=== Listed records ===

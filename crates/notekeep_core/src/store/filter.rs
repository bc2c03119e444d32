//! Filter predicates and lazy filtered views.

use super::collection::Entity;
use std::fmt::{Display, Formatter};
use std::str::FromStr;

/// Todo status selector. Ignored for entities without a completion flag.
#[derive(Debug, Clone, Copy, Default, PartialEq, Eq)]
pub enum StatusFilter {
    #[default]
    All,
    Active,
    Completed,
}

impl StatusFilter {
    pub fn as_str(self) -> &'static str {
        match self {
            Self::All => "all",
            Self::Active => "active",
            Self::Completed => "completed",
        }
    }

    fn accepts(self, completion: Option<bool>) -> bool {
        match (self, completion) {
            (Self::All, _) | (_, None) => true,
            (Self::Active, Some(completed)) => !completed,
            (Self::Completed, Some(completed)) => completed,
        }
    }
}

impl Display for StatusFilter {
    fn fmt(&self, f: &mut Formatter<'_>) -> std::fmt::Result {
        f.write_str(self.as_str())
    }
}

impl FromStr for StatusFilter {
    type Err = String;

    fn from_str(s: &str) -> Result<Self, Self::Err> {
        match s {
            "all" => Ok(Self::All),
            "active" => Ok(Self::Active),
            "completed" => Ok(Self::Completed),
            other => Err(format!(
                "invalid status filter `{other}`; expected all|active|completed"
            )),
        }
    }
}

/// Predicate set combined with logical AND.
///
/// Empty `search` and empty `category` disable their predicates.
#[derive(Debug, Clone, Default, PartialEq, Eq)]
pub struct EntityFilter {
    pub search: String,
    pub category: String,
    pub status: StatusFilter,
}

impl EntityFilter {
    pub fn is_empty(&self) -> bool {
        self.search.is_empty() && self.category.is_empty() && self.status == StatusFilter::All
    }
}

/// Restartable read-only projection of a collection.
///
/// Holds only borrows; every call to [`FilteredView::iter`] re-evaluates the
/// predicates against the current slice.
#[derive(Debug, Clone)]
pub struct FilteredView<'a, T> {
    items: &'a [T],
    filter: &'a EntityFilter,
    needle: String,
}

impl<'a, T: Entity> FilteredView<'a, T> {
    pub(crate) fn new(items: &'a [T], filter: &'a EntityFilter) -> Self {
        Self {
            items,
            filter,
            needle: filter.search.to_lowercase(),
        }
    }

    pub fn iter(&self) -> impl Iterator<Item = &'a T> + '_ {
        self.items.iter().filter(move |item| self.matches(item))
    }

    pub fn count(&self) -> usize {
        self.iter().count()
    }

    pub fn to_vec(&self) -> Vec<T> {
        self.iter().cloned().collect()
    }

    fn matches(&self, item: &T) -> bool {
        let text_ok = self.needle.is_empty() || item.matches_text(&self.needle);
        let category_ok = self.filter.category.is_empty() || item.category() == self.filter.category;
        text_ok && category_ok && self.filter.status.accepts(item.completion())
    }
}
//! Generic ordered collection keyed by entity id.
//!
//! Ordering is newest-created first: `add` inserts at the front and `update`
//! replaces in place.

use super::filter::{EntityFilter, FilteredView};
use crate::model::note::Note;
use crate::model::todo::Todo;
use crate::model::now_utc;
use chrono::{DateTime, Utc};
use log::debug;
use std::collections::HashSet;

/// Record stored in a [`Collection`].
pub trait Entity: Clone {
    /// Collection label used in log events.
    const LABEL: &'static str;

    fn id(&self) -> &str;
    fn category(&self) -> &str;
    /// Case-insensitive text match; `needle` is already lowercased.
    fn matches_text(&self, needle: &str) -> bool;
    /// Completion flag, or `None` when the entity has no status.
    fn completion(&self) -> Option<bool> {
        None
    }
}

impl Entity for Note {
    const LABEL: &'static str = "notes";

    fn id(&self) -> &str {
        &self.id
    }

    fn category(&self) -> &str {
        &self.category
    }

    fn matches_text(&self, needle: &str) -> bool {
        self.title.to_lowercase().contains(needle) || self.content.to_lowercase().contains(needle)
    }
}

impl Entity for Todo {
    const LABEL: &'static str = "todos";

    fn id(&self) -> &str {
        &self.id
    }

    fn category(&self) -> &str {
        &self.category
    }

    fn matches_text(&self, needle: &str) -> bool {
        self.text.to_lowercase().contains(needle)
    }

    fn completion(&self) -> Option<bool> {
        Some(self.completed)
    }
}

/// Counters derived from todo state at query time.
#[derive(Debug, Clone, Copy, Default, PartialEq, Eq)]
pub struct TodoCounts {
    pub active: usize,
    pub completed: usize,
    pub overdue: usize,
}

/// Ordered set of entities with unique ids.
#[derive(Debug, Clone, PartialEq, Eq)]
pub struct Collection<T: Entity> {
    items: Vec<T>,
}

impl<T: Entity> Default for Collection<T> {
    fn default() -> Self {
        Self { items: Vec::new() }
    }
}

impl<T: Entity> Collection<T> {
    pub fn new() -> Self {
        Self::default()
    }

    /// Builds a collection from display-ordered items.
    ///
    /// Later duplicates of an id are dropped so the uniqueness invariant
    /// holds for data coming from storage.
    pub fn from_items(items: Vec<T>) -> Self {
        let mut seen = HashSet::new();
        let items = items
            .into_iter()
            .filter(|item| seen.insert(item.id().to_string()))
            .collect();
        Self { items }
    }

    pub fn len(&self) -> usize {
        self.items.len()
    }

    pub fn is_empty(&self) -> bool {
        self.items.is_empty()
    }

    pub fn as_slice(&self) -> &[T] {
        &self.items
    }

    pub fn iter(&self) -> std::slice::Iter<'_, T> {
        self.items.iter()
    }

    pub fn get(&self, id: &str) -> Option<&T> {
        self.items.iter().find(|item| item.id() == id)
    }

    pub fn contains(&self, id: &str) -> bool {
        self.get(id).is_some()
    }

    /// Inserts at the front. Returns `false` when the id already exists.
    pub fn add(&mut self, entity: T) -> bool {
        if self.contains(entity.id()) {
            debug!(
                "event=collection_add module=store status=duplicate collection={} id={}",
                T::LABEL,
                entity.id()
            );
            return false;
        }
        self.items.insert(0, entity);
        true
    }

    /// Replaces the entity with the same id in place. No-op when absent.
    pub fn update(&mut self, entity: T) -> bool {
        match self.items.iter_mut().find(|item| item.id() == entity.id()) {
            Some(slot) => {
                *slot = entity;
                true
            }
            None => {
                debug!(
                    "event=collection_update module=store status=noop collection={} id={}",
                    T::LABEL,
                    entity.id()
                );
                false
            }
        }
    }

    /// Removes the entity with `id`. No-op when absent.
    pub fn delete(&mut self, id: &str) -> bool {
        let before = self.items.len();
        self.items.retain(|item| item.id() != id);
        let removed = self.items.len() != before;
        if !removed {
            debug!(
                "event=collection_delete module=store status=noop collection={} id={id}",
                T::LABEL
            );
        }
        removed
    }

    /// Lazy read-only view over entities matching `filter`.
    pub fn filter<'a>(&'a self, filter: &'a EntityFilter) -> FilteredView<'a, T> {
        FilteredView::new(&self.items, filter)
    }

    /// Distinct category values in first-seen display order.
    pub fn derived_categories(&self) -> Vec<String> {
        let mut seen = HashSet::new();
        self.items
            .iter()
            .map(Entity::category)
            .filter(|category| seen.insert(*category))
            .map(str::to_string)
            .collect()
    }
}

impl Collection<Todo> {
    /// Flips `completed` for `id`. No-op when absent.
    pub fn toggle_completed(&mut self, id: &str) -> bool {
        match self.items.iter_mut().find(|todo| todo.id == id) {
            Some(todo) => {
                todo.completed = !todo.completed;
                true
            }
            None => {
                debug!("event=collection_toggle module=store status=noop collection=todos id={id}");
                false
            }
        }
    }

    pub fn counts(&self) -> TodoCounts {
        self.counts_at(now_utc())
    }

    /// Derives counters against an explicit reference instant.
    pub fn counts_at(&self, now: DateTime<Utc>) -> TodoCounts {
        self.items
            .iter()
            .fold(TodoCounts::default(), |mut counts, todo| {
                if todo.completed {
                    counts.completed += 1;
                } else {
                    counts.active += 1;
                }
                if todo.is_overdue(now) {
                    counts.overdue += 1;
                }
                counts
            })
    }
}

impl<'a, T: Entity> IntoIterator for &'a Collection<T> {
    type Item = &'a T;
    type IntoIter = std::slice::Iter<'a, T>;

    fn into_iter(self) -> Self::IntoIter {
        self.items.iter()
    }
}

#[cfg(test)]
mod tests {
    use super::Collection;
    use crate::model::note::{Note, NoteDraft};
    use crate::model::todo::{Priority, Todo, TodoDraft};
    use chrono::{Duration, TimeZone, Utc};

    fn note(id: &str, title: &str, category: &str) -> Note {
        let now = Utc.with_ymd_and_hms(2025, 5, 1, 8, 0, 0).unwrap();
        Note::from_draft(id, &NoteDraft::new(title, "", category), now).unwrap()
    }

    fn todo(id: &str, text: &str) -> Todo {
        let now = Utc.with_ymd_and_hms(2025, 5, 1, 8, 0, 0).unwrap();
        Todo::from_draft(id, &TodoDraft::new(text, "Work", Priority::Medium), now).unwrap()
    }

    #[test]
    fn add_inserts_newest_first_and_rejects_duplicate_ids() {
        let mut notes = Collection::new();
        assert!(notes.add(note("a", "first", "x")));
        assert!(notes.add(note("b", "second", "x")));
        assert!(!notes.add(note("a", "dup", "x")));

        let ids: Vec<_> = notes.iter().map(|n| n.id.as_str()).collect();
        assert_eq!(ids, vec!["b", "a"]);
        assert_eq!(notes.get("a").unwrap().title, "first");
    }

    #[test]
    fn update_replaces_in_place_and_ignores_unknown_ids() {
        let mut notes = Collection::new();
        notes.add(note("a", "first", "x"));
        notes.add(note("b", "second", "x"));

        assert!(notes.update(note("a", "renamed", "y")));
        let ids: Vec<_> = notes.iter().map(|n| n.id.as_str()).collect();
        assert_eq!(ids, vec!["b", "a"]);
        assert_eq!(notes.get("a").unwrap().title, "renamed");

        let before = notes.clone();
        assert!(!notes.update(note("zzz", "ghost", "x")));
        assert_eq!(notes, before);
    }

    #[test]
    fn delete_is_idempotent() {
        let mut notes = Collection::new();
        notes.add(note("a", "first", "x"));
        notes.add(note("b", "second", "x"));

        assert!(notes.delete("a"));
        let once = notes.clone();
        assert!(!notes.delete("a"));
        assert_eq!(notes, once);
        assert_eq!(notes.len(), 1);
    }

    #[test]
    fn from_items_drops_repeated_ids() {
        let notes = Collection::from_items(vec![note("a", "1", "x"), note("a", "2", "x")]);
        assert_eq!(notes.len(), 1);
        assert_eq!(notes.get("a").unwrap().title, "1");
    }

    #[test]
    fn derived_categories_are_distinct_in_first_seen_order() {
        let mut notes = Collection::new();
        notes.add(note("a", "1", "Work"));
        notes.add(note("b", "2", "Home"));
        notes.add(note("c", "3", "Work"));
        assert_eq!(notes.derived_categories(), vec!["Work", "Home"]);
    }

    #[test]
    fn toggle_twice_restores_flag_and_unknown_is_noop() {
        let mut todos = Collection::new();
        todos.add(todo("t", "call"));

        assert!(todos.toggle_completed("t"));
        assert!(todos.get("t").unwrap().completed);
        assert!(todos.toggle_completed("t"));
        assert!(!todos.get("t").unwrap().completed);
        assert!(!todos.toggle_completed("missing"));
    }

    #[test]
    fn counts_are_derived_from_current_state() {
        let now = Utc.with_ymd_and_hms(2025, 5, 2, 8, 0, 0).unwrap();
        let mut todos = Collection::new();
        let mut late = todo("late", "late");
        late.due_date = Some(now - Duration::hours(2));
        todos.add(late);
        todos.add(todo("open", "open"));
        let mut done = todo("done", "done");
        done.completed = true;
        done.due_date = Some(now - Duration::days(3));
        todos.add(done);

        let counts = todos.counts_at(now);
        assert_eq!(counts.active, 2);
        assert_eq!(counts.completed, 1);
        assert_eq!(counts.overdue, 1);
    }
}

===

**Task description**
Exact duplication is required for the lines above, from the line that contains "pub enum StatusFilter" to the line that contains "(Self::Active, Some(completed)) =>", inclusive; omit all others.

**Answer box**
pub enum StatusFilter {
    #[default]
    All,
    Active,
    Completed,
}

impl StatusFilter {
    pub fn as_str(self) -> &'static str {
        match self {
            Self::All => "all",
            Self::Active => "active",
            Self::Completed => "completed",
        }
    }

    fn accepts(self, completion: Option<bool>) -> bool {
        match (self, completion) {
            (Self::All, _) | (_, None) => true,
            (Self::Active, Some(completed)) => !completed,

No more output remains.